Postoperative resilience varies widely among older adults, yet the biological drivers of recovery remain unclear. We evaluated whether preoperative immune profiles, measured in plasma and through ex vivo whole blood stimulation, predict resilience to the acute stress of total knee arthroplasty. A total of 152 adults (greater or equal to 60 years) in the PRIME KNEE cohort underwent elective total knee arthroplasty and had available blood samples for measurement of 45 immune biomarkers, quantified in plasma and in whole blood stimulated ex vivo for 24 hours with lipopolysaccharide (LPS) or influenza antigen (FLU). Resilience was assessed using Expected Recovery Differential (ERD) and Resilience Trajectory (RT) across pain severity, pain interference, lower extremity physical activities of daily living (LE PADLs), and step counts. An exploratory stability selection framework using LASSO identified biomarker predictors of postoperative outcomes. Plasma and stimulated biomarkers showed broadly similar predictive performance. A shared set of biomarkers, including LBP, leptin, TNFR1, CD30, and LIF, was consistently selected across models.
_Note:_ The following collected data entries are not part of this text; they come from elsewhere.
use crate::model::Ms;

pub const MINUTE_MS: Ms = 60_000;
pub const HOUR_MS: Ms = 60 * MINUTE_MS;

/// A table counts as "reserved" when an active reservation starts within this
/// window after now. Half-open: `[now, now + RESERVED_LOOKAHEAD_MS)`.
pub const RESERVED_LOOKAHEAD_MS: Ms = 2 * HOUR_MS;

pub const MAX_DURATION_MINUTES: u32 = 12 * 60;
pub const MAX_PARTY_SIZE: u32 = 100;
pub const MAX_TABLE_NAME_LEN: usize = 64;
pub const MAX_PERFORMED_BY_LEN: usize = 128;
pub const MAX_ALTERNATIVES: usize = 50;

/// Bounds for any instant accepted by the store (2000-01-01 .. 2100-01-01 UTC).
pub const MIN_VALID_TIMESTAMP_MS: Ms = 946_684_800_000;
pub const MAX_VALID_TIMESTAMP_MS: Ms = 4_102_444_800_000;

/// How far back a table scan reaches when looking for reservations that could
/// still overlap a window. Nothing lasts longer than `MAX_DURATION_MINUTES`.
pub const MAX_RESERVATION_SPAN_MS: Ms = MAX_DURATION_MINUTES as Ms * MINUTE_MS;

/// Longest DST gap we walk across when resolving a nonexistent local time.
pub const MAX_DST_GAP_MINUTES: i64 = 3 * 60;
Immune predictors explained ~12-24% of the variance in resilience outcomes. Distinct immune signatures emerged for pain versus functional recovery: pain related predictors mapped to local inflammatory and neuroimmune pathways, whereas function related predictors reflected systemic inflammatory load and cytokine signaling. Preoperative immune biomarkers, whether measured in plasma or after ex vivo stimulation, capture meaningful variance in postoperative resilience. The divergence between pain related and function related immune signatures highlights biologically distinct pathways underlying different dimensions of recovery and supports further development of immune based perioperative risk assessment.